The study clearly indicates PRV originated in the Atlantic Ocean and has been spread around the world through salmon aquaculture. It also shows wild Chinook salmon are more likely to be infected with PRV the closer they are to salmon farms, suggesting farms transfer the virus to wild salmon.
PRV has not only been associated with heart lesions in Atlantic salmon, but also with a different disease in Chinook salmon which causes blood cells rupture, leading to kidney and liver damage. In contrast, DFO claims PRV is not a disease agent.
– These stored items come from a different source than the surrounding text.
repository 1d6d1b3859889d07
mod common;
use serde::ser::SerializeMap;
use serde::{Serialize, Serializer};

use super::domain::{PlanOutcome, PortfolioSummary, ProductDistribution, ResponseShape};

/// A plan serialized into one of the historical wire shapes.
#[derive(Debug, Clone, PartialEq, Serialize)]
#[serde(untagged)]
pub enum FormattedPlan {
    Verbose(VerbosePlan),
    Compact(CompactPlan),
}

#[derive(Debug, Clone, PartialEq, Serialize)]
pub struct VerbosePlan {
    pub summary: PortfolioSummary,
    pub channels_usage: Vec<ChannelUsage>,
    pub products_distribution: Vec<ProductDistribution>,
}

#[derive(Debug, Clone, PartialEq, Serialize)]
pub struct ChannelUsage {
    pub channel_id: String,
    pub offers_count: u64,
    pub total_cost: f64,
    pub total_revenue: f64,
}

/// `[budget_available, actual_spend, actual_spend_percent, expected_revenue,
/// expected_roi_percent, reach_clients]`
pub type CompactSummary = (f64, f64, f64, f64, f64, u64);

#[derive(Debug, Clone, PartialEq, Serialize)]
pub struct CompactPlan {
    pub summary: CompactSummary,
    /// `id -> [offers_count, total_cost, total_revenue]`
    pub channels_usage: KeyedTuples<(u64, f64, f64)>,
    /// `id -> [offers_count, avg_affinity_revenue]`
    pub products_distribution: KeyedTuples<(u64, f64)>,
}

/// Id-keyed entries serialized as a JSON object in insertion order.
#[derive(Debug, Clone, PartialEq)]
pub struct KeyedTuples<T>(pub Vec<(String, T)>);

impl<T: Serialize> Serialize for KeyedTuples<T> {
    fn serialize<S: Serializer>(&self, serializer: S) -> Result<S::Ok, S::Error> {
        let mut map = serializer.serialize_map(Some(self.0.len()))?;
        for (key, value) in &self.0 {
            map.serialize_entry(key, value)?;
        }
        map.end()
    }
}

pub fn format_plan(outcome: &PlanOutcome, shape: ResponseShape) -> FormattedPlan {
    match shape {
        ResponseShape::Verbose => FormattedPlan::Verbose(verbose(outcome)),
        ResponseShape::Compact => FormattedPlan::Compact(compact(outcome)),
    }
}

fn verbose(outcome: &PlanOutcome) -> VerbosePlan {
    VerbosePlan {
        summary: outcome.summary.clone(),
        channels_usage: outcome
            .channels
            .iter()
            .map(|result| ChannelUsage {
                channel_id: result.channel_id.clone(),
                offers_count: result.planned,
                total_cost: result.spend,
                total_revenue: result.revenue,
            })
            .collect(),
        products_distribution: outcome.products.clone(),
    }
}

fn compact(outcome: &PlanOutcome) -> CompactPlan {
    let summary = &outcome.summary;
    CompactPlan {
        summary: (
            summary.budget_available,
            summary.actual_spend,
            summary.actual_spend_percent,
            summary.expected_revenue,
            summary.expected_roi_percent,
            summary.reach_clients,
        ),
        channels_usage: KeyedTuples(
            outcome
                .channels
                .iter()
                .map(|result| {
                    (
                        result.channel_id.clone(),
                        (result.planned, result.spend, result.revenue),
                    )
                })
                .collect(),
        ),
        products_distribution: KeyedTuples(
            outcome
                .products
                .iter()
                .map(|product| {
                    (
                        product.product_id.clone(),
                        (product.offers_count, product.avg_affinity_revenue),
                    )
                })
                .collect(),
        ),
    }
}
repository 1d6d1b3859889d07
//! Greedy budget allocation across channels.
//!
//! Channels are funded strictly in the order the caller listed them. An
//! earlier channel keeps whatever it can afford even when a later channel
//! would return more; there is no reordering and no backtracking, so the
//! same input always produces the same plan.

use super::domain::{AllocationResult, Channel, PlanConfig, Product, MAX_PLANNED_CONTACTS};

/// Per-channel results plus the shared values the aggregator reuses.
#[derive(Debug, Clone, PartialEq)]
pub struct Allocation {
    pub results: Vec<AllocationResult>,
    pub average_ltv: f64,
    pub remaining_budget: f64,
}

/// Mean lifetime value over products with a positive LTV, or 0 when none do.
pub fn average_ltv(products: &[Product]) -> f64 {
    let (sum, count) = products
        .iter()
        .map(|product| product.ltv)
        .filter(|ltv| ltv.is_finite() && *ltv > 0.0)
        .fold((0.0, 0usize), |(sum, count), ltv| (sum + ltv, count + 1));

    if count == 0 {
        0.0
    } else {
        sum / count as f64
    }
}

fn response_rate(channel: &Channel, config: &PlanConfig) -> f64 {
    match channel.response_rate {
        Some(rate) if config.manual_response_rate => rate,
        _ => config.model.base_rate(),
    }
}

fn planned_contacts(channel: &Channel, remaining: f64) -> u64 {
    if channel.unit_cost <= 0.0 || remaining <= 0.0 {
        return 0;
    }

    let affordable = (remaining / channel.unit_cost)
        .floor()
        .min(MAX_PLANNED_CONTACTS as f64) as u64;
    match channel.contact_cap() {
        Some(cap) => cap.min(affordable),
        None => affordable,
    }
}

/// Allocates the budget over `channels` in input order.
pub fn allocate(config: &PlanConfig, channels: &[Channel], products: &[Product]) -> Allocation {
    let average_ltv = average_ltv(products);
    let mut remaining = config.budget.max(0.0);
    let mut results = Vec::with_capacity(channels.len());

    for channel in channels {
        let planned = planned_contacts(channel, remaining);
        let spend = if planned == 0 {
            0.0
        } else {
            planned as f64 * channel.unit_cost
        };
        remaining = (remaining - spend).max(0.0);

        let response_rate = response_rate(channel, config);
        let conversions = planned as f64 * response_rate;
        let revenue = conversions * average_ltv;
        let cost_per_conversion = if conversions > 0.0 {
            spend / conversions
        } else {
            0.0
        };

        results.push(AllocationResult {
            channel_id: channel.channel_id.clone(),
            planned,
            spend,
            response_rate,
            conversions,
            revenue,
            profit: revenue - spend,
            cost_per_conversion,
        });
    }

    Allocation {
        results,
        average_ltv,
        remaining_budget: remaining,
    }
}
use offer_planner_api::run;

#[tokio::main]
async fn main() {
    if let Err(err) = run().await {
        eprintln!("application error: {err}");
        std::process::exit(1);
    }
}
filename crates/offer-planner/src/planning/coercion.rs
//! Literal coercion for numbers and flags arriving from form-driven clients.

use serde_json::Value;

/// Coerces a required numeric field. Anything unusable becomes `0.0`.
pub fn number_or_zero(value: Option<&Value>) -> f64 {
    optional_number(value).unwrap_or(0.0)
}

/// Coerces an optional numeric field, keeping "not provided" distinct from 0.
///
/// Strings accept a decimal comma. Negative results are returned as-is.
pub fn optional_number(value: Option<&Value>) -> Option<f64> {
    match value? {
        Value::Number(number) => number.as_f64().filter(|parsed| parsed.is_finite()),
        Value::String(raw) => parse_decimal(raw),
        _ => None,
    }
}

pub fn flag(value: Option<&Value>) -> bool {
    match value {
        Some(Value::Bool(flag)) => *flag,
        Some(Value::String(raw)) => raw.trim().eq_ignore_ascii_case("true"),
        _ => false,
    }
}

fn parse_decimal(raw: &str) -> Option<f64> {
    let normalized = raw.trim().replace(',', ".");
    if normalized.is_empty() {
        return None;
    }

    normalized
        .parse::<f64>()
        .ok()
        .filter(|parsed| parsed.is_finite())
}

#[cfg(test)]
mod tests {
    use super::*;
    use serde_json::json;

    #[test]
    fn native_numbers_pass_through() {
        assert_eq!(number_or_zero(Some(&json!(0.7))), 0.7);
        assert_eq!(number_or_zero(Some(&json!(750000))), 750000.0);
    }

    #[test]
    fn decimal_comma_strings_are_normalized() {
        assert_eq!(number_or_zero(Some(&json!("0,004"))), 0.004);
        assert_eq!(number_or_zero(Some(&json!(" 2.9 "))), 2.9);
    }

    #[test]
    fn unusable_required_values_become_zero() {
        assert_eq!(number_or_zero(None), 0.0);
        assert_eq!(number_or_zero(Some(&Value::Null)), 0.0);
        assert_eq!(number_or_zero(Some(&json!("abc"))), 0.0);
        assert_eq!(number_or_zero(Some(&json!("inf"))), 0.0);
        assert_eq!(number_or_zero(Some(&json!("NaN"))), 0.0);
        assert_eq!(number_or_zero(Some(&json!(true))), 0.0);
        assert_eq!(number_or_zero(Some(&json!([1]))), 0.0);
    }

    #[test]
    fn optional_values_keep_absence() {
        assert_eq!(optional_number(None), None);
        assert_eq!(optional_number(Some(&json!(""))), None);
        assert_eq!(optional_number(Some(&json!("0"))), Some(0.0));
        assert_eq!(optional_number(Some(&json!("x"))), None);
    }

    #[test]
    fn negatives_are_not_clamped() {
        assert_eq!(number_or_zero(Some(&json!(-5))), -5.0);
        assert_eq!(number_or_zero(Some(&json!("-1,5"))), -1.5);
    }

    #[test]
    fn flags_accept_literal_strings() {
        assert!(flag(Some(&json!(true))));
        assert!(flag(Some(&json!("TRUE"))));
        assert!(!flag(Some(&json!("false"))));
        assert!(!flag(Some(&json!("yes"))));
        assert!(!flag(None));
    }
}
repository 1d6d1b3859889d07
use axum::body::Bytes;
use reqwest::header::CONTENT_TYPE;
use reqwest::Client;
use tracing::{info, warn};

/// Transport failure while talking to the external optimizer.
#[derive(Debug, thiserror::Error)]
#[error("optimizer backend unavailable: {0}")]
pub struct UpstreamUnavailable(#[from] reqwest::Error);

/// Upstream answer, passed back to the caller untouched.
#[derive(Debug, Clone, PartialEq)]
pub struct UpstreamReply {
    pub status: u16,
    pub content_type: Option<String>,
    pub body: Bytes,
}

/// Client for the external optimizer that replaces the local engine when
/// configured. No retries and no timeout.
#[derive(Debug, Clone)]
pub struct UpstreamOptimizer {
    base_url: String,
    client: Client,
}

impl UpstreamOptimizer {
    pub fn new(base_url: impl Into<String>) -> Self {
        Self::with_client(base_url, Client::new())
    }

    pub fn with_client(base_url: impl Into<String>, client: Client) -> Self {
        let base_url = base_url.into().trim().trim_end_matches('/').to_string();
        Self { base_url, client }
    }

    pub fn base_url(&self) -> &str {
        &self.base_url
    }

    /// Forwards a planning request to `{base}/optimize`.
    pub async fn optimize(&self, body: Bytes) -> Result<UpstreamReply, UpstreamUnavailable> {
        self.forward("optimize", body).await
    }

    /// Forwards a CSV export request to `{base}/optimize_csv`.
    pub async fn optimize_csv(&self, body: Bytes) -> Result<UpstreamReply, UpstreamUnavailable> {
        self.forward("optimize_csv", body).await
    }

    async fn forward(&self, path: &str, body: Bytes) -> Result<UpstreamReply, UpstreamUnavailable> {
        let url = format!("{}/{}", self.base_url, path);
        info!(%url, bytes = body.len(), "forwarding request to optimizer backend");

        let response = self
            .client
            .post(&url)
            .header(CONTENT_TYPE, mime::APPLICATION_JSON.as_ref())
            .body(body)
            .send()
            .await
            .map_err(|err| {
                warn!(%url, error = %err, "optimizer backend unreachable");
                UpstreamUnavailable(err)
            })?;

        let status = response.status().as_u16();
        let content_type = response
            .headers()
            .get(CONTENT_TYPE)
            .and_then(|value| value.to_str().ok())
            .map(str::to_string);
        let body = response.bytes().await?;

        info!(%url, status, "optimizer backend replied");
        Ok(UpstreamReply {
            status,
            content_type,
            body,
        })
    }
}
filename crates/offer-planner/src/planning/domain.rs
use serde::{Deserialize, Serialize};

/// Response-rate model selected by the operator.
#[derive(Debug, Clone, Copy, Default, PartialEq, Eq, Hash, Serialize, Deserialize)]
#[serde(rename_all = "snake_case")]
pub enum ResponseModel {
    #[default]
    Model1,
    Model2,
    /// Extended model, only selectable in advanced mode.
    Model3,
}

impl ResponseModel {
    /// Expected response rate used when no manual rate applies.
    pub const fn base_rate(self) -> f64 {
        match self {
            Self::Model1 => 0.02,
            Self::Model2 => 0.018,
            Self::Model3 => 0.022,
        }
    }

    pub const fn label(self) -> &'static str {
        match self {
            Self::Model1 => "model1",
            Self::Model2 => "model2",
            Self::Model3 => "model3",
        }
    }
}

/// Largest contact count planned on a single channel. Beyond 2^53 whole
/// contacts no longer map exactly onto `f64` spend.
pub const MAX_PLANNED_CONTACTS: u64 = 1 << 53;

/// Scalar settings that accompany a planning request.
#[derive(Debug, Clone, Default, PartialEq, Serialize)]
pub struct PlanConfig {
    pub budget: f64,
    pub model: ResponseModel,
    pub manual_response_rate: bool,
    pub advanced_mode: bool,
}

/// Outreach medium with a contact cap and a per-contact cost.
///
/// Numbers are kept as coerced so that negative input reaches the validator
/// instead of being clamped away.
#[derive(Debug, Clone, PartialEq, Serialize)]
pub struct Channel {
    pub channel_id: String,
    /// Maximum contacts; 0 means bounded only by budget.
    pub capacity: f64,
    pub unit_cost: f64,
    pub response_rate: Option<f64>,
}

impl Channel {
    /// Whole-contact cap, or `None` when the channel is unbounded.
    pub fn contact_cap(&self) -> Option<u64> {
        let cap = self.capacity.floor();
        if cap >= 1.0 {
            Some(cap as u64)
        } else {
            None
        }
    }
}

#[derive(Debug, Clone, PartialEq, Serialize)]
pub struct Product {
    pub product_id: String,
    pub ltv: f64,
}

/// Wire encoding requested by the caller.
#[derive(Debug, Clone, Copy, Default, PartialEq, Eq, Serialize, Deserialize)]
#[serde(rename_all = "snake_case")]
pub enum ResponseShape {
    /// Named-field records in lists.
    #[default]
    Verbose,
    /// Id-keyed maps of positional tuples.
    Compact,
}

impl ResponseShape {
    pub fn parse(raw: &str) -> Option<Self> {
        match raw.trim().to_ascii_lowercase().as_str() {
            "verbose" | "records" => Some(Self::Verbose),
            "compact" | "tuples" => Some(Self::Compact),
            _ => None,
        }
    }
}

/// Economics of one channel after allocation.
#[derive(Debug, Clone, PartialEq, Serialize)]
pub struct AllocationResult {
    pub channel_id: String,
    pub planned: u64,
    pub spend: f64,
    pub response_rate: f64,
    pub conversions: f64,
    pub revenue: f64,
    pub profit: f64,
    pub cost_per_conversion: f64,
}

#[derive(Debug, Clone, PartialEq, Serialize)]
pub struct PortfolioSummary {
    pub budget_available: f64,
    pub actual_spend: f64,
    pub actual_spend_percent: f64,
    pub expected_revenue: f64,
    pub expected_roi_percent: f64,
    pub reach_clients: u64,
}

/// Even split of expected reach across the requested products.
#[derive(Debug, Clone, PartialEq, Serialize)]
pub struct ProductDistribution {
    pub product_id: String,
    pub offers_count: u64,
    pub avg_affinity_revenue: f64,
}

/// Everything the formatter needs to answer a request.
#[derive(Debug, Clone, PartialEq, Serialize)]
pub struct PlanOutcome {
    pub summary: PortfolioSummary,
    pub channels: Vec<AllocationResult>,
    pub products: Vec<ProductDistribution>,
    pub expected_conversions: f64,
    pub remaining_budget: f64,
}
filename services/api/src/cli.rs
use crate::plan::{run_plan, PlanArgs};
use crate::server;
use clap::{Args, Parser, Subcommand};
use offer_planner::error::AppError;

#[derive(Parser, Debug)]
#[command(
    name = "Personalized Offers Planner",
    about = "Plan marketing contact budgets across channels from the command line or over HTTP",
    version
)]
struct Cli {
    #[command(subcommand)]
    command: Option<Command>,
}

#[derive(Subcommand, Debug)]
enum Command {
    /// Start the HTTP service (default command)
    Serve(ServeArgs),
    /// Run the local allocation engine on a JSON request file
    Plan(PlanArgs),
}

#[derive(Args, Debug, Default)]
pub(crate) struct ServeArgs {
    /// Override the configured host for the HTTP server
    #[arg(long)]
    pub(crate) host: Option<String>,
    /// Override the configured port for the HTTP server
    #[arg(long)]
    pub(crate) port: Option<u16>,
}

pub(crate) async fn run() -> Result<(), AppError> {
    let cli = Cli::parse();
    let command = cli
        .command
        .unwrap_or_else(|| Command::Serve(ServeArgs::default()));

    match command {
        Command::Serve(args) => server::run(args).await,
        Command::Plan(args) => run_plan(args),
    }
}
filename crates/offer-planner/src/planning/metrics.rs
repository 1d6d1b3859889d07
use super::allocation::Allocation;
use super::domain::{PlanOutcome, PortfolioSummary, Product, ProductDistribution};

/// Guards the ROI denominator; irrelevant in practice because ROI is 0
/// whenever nothing was spent.
const SPEND_EPSILON: f64 = 1e-9;

/// A non-finite value escaped the arithmetic. Validated input never triggers
/// this.
#[derive(Debug, Clone, PartialEq, thiserror::Error)]
#[error("non-finite value computed for {field}")]
pub struct ComputationError {
    pub field: &'static str,
}

/// Folds per-channel results into the portfolio summary and product split.
pub fn summarize(
    budget: f64,
    allocation: Allocation,
    products: &[Product],
) -> Result<PlanOutcome, ComputationError> {
    let actual_spend: f64 = allocation.results.iter().map(|result| result.spend).sum();
    let expected_conversions: f64 = allocation
        .results
        .iter()
        .map(|result| result.conversions)
        .sum();
    let expected_revenue = expected_conversions * allocation.average_ltv;

    let actual_spend_percent = if budget > 0.0 {
        100.0 * actual_spend / budget
    } else {
        0.0
    };
    let expected_roi_percent = if actual_spend > 0.0 {
        100.0 * (expected_revenue - actual_spend) / actual_spend.max(SPEND_EPSILON)
    } else {
        0.0
    };

    let summary = PortfolioSummary {
        budget_available: budget,
        actual_spend,
        actual_spend_percent,
        expected_revenue,
        expected_roi_percent,
        reach_clients: round_count(expected_conversions),
    };

    let per_product = expected_conversions / products.len().max(1) as f64;
    let distribution = products
        .iter()
        .map(|product| ProductDistribution {
            product_id: product.product_id.clone(),
            offers_count: round_count(per_product),
            avg_affinity_revenue: product.ltv,
        })
        .collect();

    ensure_finite(&summary)?;

    Ok(PlanOutcome {
        summary,
        channels: allocation.results,
        products: distribution,
        expected_conversions,
        remaining_budget: allocation.remaining_budget,
    })
}

fn round_count(value: f64) -> u64 {
    if value.is_finite() && value > 0.0 {
        value.round() as u64
    } else {
        0
    }
}

fn ensure_finite(summary: &PortfolioSummary) -> Result<(), ComputationError> {
    let fields = [
        ("budget_available", summary.budget_available),
        ("actual_spend", summary.actual_spend),
        ("actual_spend_percent", summary.actual_spend_percent),
        ("expected_revenue", summary.expected_revenue),
        ("expected_roi_percent", summary.expected_roi_percent),
    ];

    match fields.iter().find(|(_, value)| !value.is_finite()) {
        Some((field, _)) => Err(ComputationError { field: *field }),
        None => Ok(()),
    }
}
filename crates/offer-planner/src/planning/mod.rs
//! Budget planning for personalized offer campaigns.
//!
//! A request flows through [`request::normalize`], [`validation::validate`],
//! [`allocation::allocate`], [`metrics::summarize`] and finally
//! [`response::format_plan`]. Nothing is retained between requests. When an
//! external optimizer is configured the whole pipeline is skipped and the
//! request is forwarded by [`upstream::UpstreamOptimizer`].

pub mod allocation;
pub(crate) mod coercion;
pub mod domain;
pub mod metrics;
pub mod request;
pub mod response;
pub mod router;
pub mod service;
pub mod upstream;
pub mod validation;

#[cfg(test)]
mod tests;

pub use allocation::{allocate, Allocation};
pub use domain::{
    AllocationResult, Channel, PlanConfig, PlanOutcome, PortfolioSummary, Product,
    ProductDistribution, ResponseModel, ResponseShape,
};
pub use metrics::{summarize, ComputationError};
pub use request::{normalize, NormalizedRequest, RequestDialect};
pub use response::{format_plan, FormattedPlan};
pub use router::optimize_router;
pub use service::{
    parse_body, plan_locally, LocalPlan, OptimizeError, OptimizeOptions, OptimizeReply,
    OptimizeService,
};
pub use upstream::{UpstreamOptimizer, UpstreamReply, UpstreamUnavailable};
pub use validation::{validate, ValidationReport};
use offer_planner::planning::{
    allocate, normalize, plan_locally, validate, OptimizeError, PlanConfig, Product,
    ResponseModel,
};
use serde_json::{json, Value};

fn plan(body: Value) -> offer_planner::planning::LocalPlan {
    plan_locally(&body).expect("request is valid")
}

#[test]
fn single_channel_campaign_is_fully_funded() {
    let plan = plan(json!({
        "budget": 1000,
        "model": "model1",
        "channels": [{ "channel_id": "sms", "number": 100, "cost_per_contact": 10 }],
        "products": [{ "product_id": "mortgage", "ltv": 1000 }],
    }));

    let sms = &plan.outcome.channels[0];
    assert_eq!(sms.planned, 100);
    assert_eq!(sms.spend, 1000.0);
    assert!((sms.conversions - 2.0).abs() < 1e-9);
    assert!((sms.revenue - 2000.0).abs() < 1e-6);
    assert!((sms.profit - 1000.0).abs() < 1e-6);

    let summary = &plan.outcome.summary;
    assert_eq!(summary.reach_clients, 2);
    assert!((summary.expected_roi_percent - 100.0).abs() < 1e-6);
    assert!((summary.actual_spend_percent - 100.0).abs() < 1e-9);
}

#[test]
fn budget_below_cheapest_contact_is_not_allocated() {
    let error = plan_locally(&json!({
        "budget": 5,
        "channels": [{ "channel_id": "sms", "number": 100, "cost_per_contact": 10 }],
        "products": [{ "product_id": "mortgage", "ltv": 1000 }],
    }))
    .expect_err("infeasible budget");

    match error {
        OptimizeError::Validation(messages) => {
            assert!(messages[0].contains("minimum feasible budget of 10"));
        }
        other => panic!("expected validation failure, got {other:?}"),
    }
}

#[test]
fn allocation_depends_on_channel_order() {
    let channels = |first: Value, second: Value| {
        json!({
            "budget": 1500,
            "channels": [first, second],
            "products": [{ "product": "mortgage", "ltv": 500 }],
        })
    };
    let sms = json!({ "type": "sms", "max": 100, "cost": 10 });
    let calls = json!({ "type": "calls", "max": 100, "cost": 7 });

    let sms_first = plan(channels(sms.clone(), calls.clone()));
    assert_eq!(sms_first.outcome.channels[0].planned, 100);
    assert_eq!(sms_first.outcome.channels[1].planned, 71);
    assert_eq!(sms_first.warnings.len(), 1);

    let calls_first = plan(channels(calls, sms));
    assert_eq!(calls_first.outcome.channels[0].channel_id, "calls");
    assert_eq!(calls_first.outcome.channels[0].planned, 100);
    assert_eq!(calls_first.outcome.channels[1].planned, 80);

    assert_ne!(
        sms_first.outcome.summary.actual_spend,
        calls_first.outcome.summary.actual_spend
    );
}

#[test]
fn zero_ltv_products_yield_no_revenue() {
    let plan = plan(json!({
        "budget": 1000,
        "channels": [{ "type": "sms", "max": 100, "cost": 5 }],
        "products": [{ "product": "free", "ltv": 0 }, { "product": "trial", "ltv": "0" }],
    }));

    assert_eq!(plan.outcome.summary.expected_revenue, 0.0);
    assert_eq!(plan.outcome.summary.actual_spend, 500.0);
    assert!((plan.outcome.summary.expected_roi_percent - -100.0).abs() < 1e-9);
}

#[test]
fn zero_ltv_products_do_not_dilute_the_average() {
    let products = [
        Product {
            product_id: "mortgage".to_string(),
            ltv: 1000.0,
        },
        Product {
            product_id: "free".to_string(),
            ltv: 0.0,
        },
    ];
    let normalized = normalize(&json!({
        "channels": [{ "type": "sms", "max": 100, "cost": 10 }],
    }));
    let config = PlanConfig {
        budget: 1000.0,
        model: ResponseModel::Model1,
        ..PlanConfig::default()
    };

    let allocation = allocate(&config, &normalized.channels, &products);
    assert_eq!(allocation.average_ltv, 1000.0);
}

#[test]
fn compact_and_verbose_dialects_agree() {
    let verbose = plan(json!({
        "budget": 25000,
        "model": "2",
        "manual_response_rate": "true",
        "channels": [
            { "type": "sms", "max": 5000, "cost": 0.7, "response_rate": 0.03 },
            { "channel_id": "email", "number": 750000, "cost_per_contact": "0,004", "rate": 0.01 },
            { "type": "calls", "max": 2000, "cost": 2.9, "response_rate": 0.08 },
        ],
        "products": [
            { "product": "mortgage", "ltv": 30000 },
            { "product_id": "pension", "ltv": 24000 },
        ],
    }));
    let compact = plan(json!({
        "budget": "25000",
        "model": "lightgbm",
        "manual_response_rate": true,
        "channels": {
            "sms": [5000, 0.7, 0.03],
            "email": [750000, 0.004, 0.01],
            "calls": [2000, "2,9", 0.08],
        },
        "products": { "mortgage": 30000, "pension": "24000" },
    }));

    assert_eq!(verbose.outcome, compact.outcome);
}

#[test]
fn spend_never_exceeds_budget_and_caps_hold() {
    let costs = [0.004, 0.7, 2.9, 13.0, 0.0, 0.33];
    let capacities = [0.0, 17.0, 250.0, 1.0, 40.0, 999.0];

    for budget in [0.0, 1.0, 9.99, 137.5, 1000.0, 12345.67, 1_000_000.0] {
        for rotation in 0..costs.len() {
            let channels: Vec<Value> = (0..costs.len())
                .map(|offset| {
                    let index = (rotation + offset) % costs.len();
                    json!({
                        "type": format!("channel_{index}"),
                        "max": capacities[index],
                        "cost": costs[index],
                    })
                })
                .collect();
            let body = json!({
                "budget": budget,
                "channels": channels,
                "products": [{ "product": "mortgage", "ltv": 100 }],
            });

            let request = normalize(&body);
            let report = validate(&request);
            if !report.is_valid() {
                continue;
            }
            let plan = plan(body);

            let spend: f64 = plan.outcome.channels.iter().map(|result| result.spend).sum();
            assert!(spend <= budget + 1e-6, "spend {spend} exceeds budget {budget}");

            for (result, channel) in plan.outcome.channels.iter().zip(&request.channels) {
                if channel.capacity > 0.0 {
                    assert!(result.planned as f64 <= channel.capacity);
                }
                if channel.unit_cost == 0.0 {
                    assert_eq!(result.planned, 0);
                    assert_eq!(result.spend, 0.0);
                }
                assert!((result.spend - result.planned as f64 * channel.unit_cost).abs() < 1e-9);
                assert!(result.cost_per_conversion >= 0.0);
            }

            let conversions: f64 = plan
                .outcome
                .channels
                .iter()
                .map(|result| result.conversions)
                .sum();
            assert_eq!(plan.outcome.summary.reach_clients, conversions.round() as u64);

            if plan.outcome.summary.actual_spend == 0.0 {
                assert_eq!(plan.outcome.summary.expected_roi_percent, 0.0);
            }
        }
    }
}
This study demonstrates, yet again, that factory fish farms are breeding grounds for viruses that infect wild salmon migrating past them. Struggling wild Pacific salmon populations face so many challenges, they simply can not support the risk of infection from Atlantic salmon farms on their migration routes.
The federal government has promised to come up with a “plan” to transition from open net-pen salmon farms in B.C. by 2025, but a substantial majority of salmon farm licences expire in June 2022. We are calling on the federal government NOT TO RENEW these licences.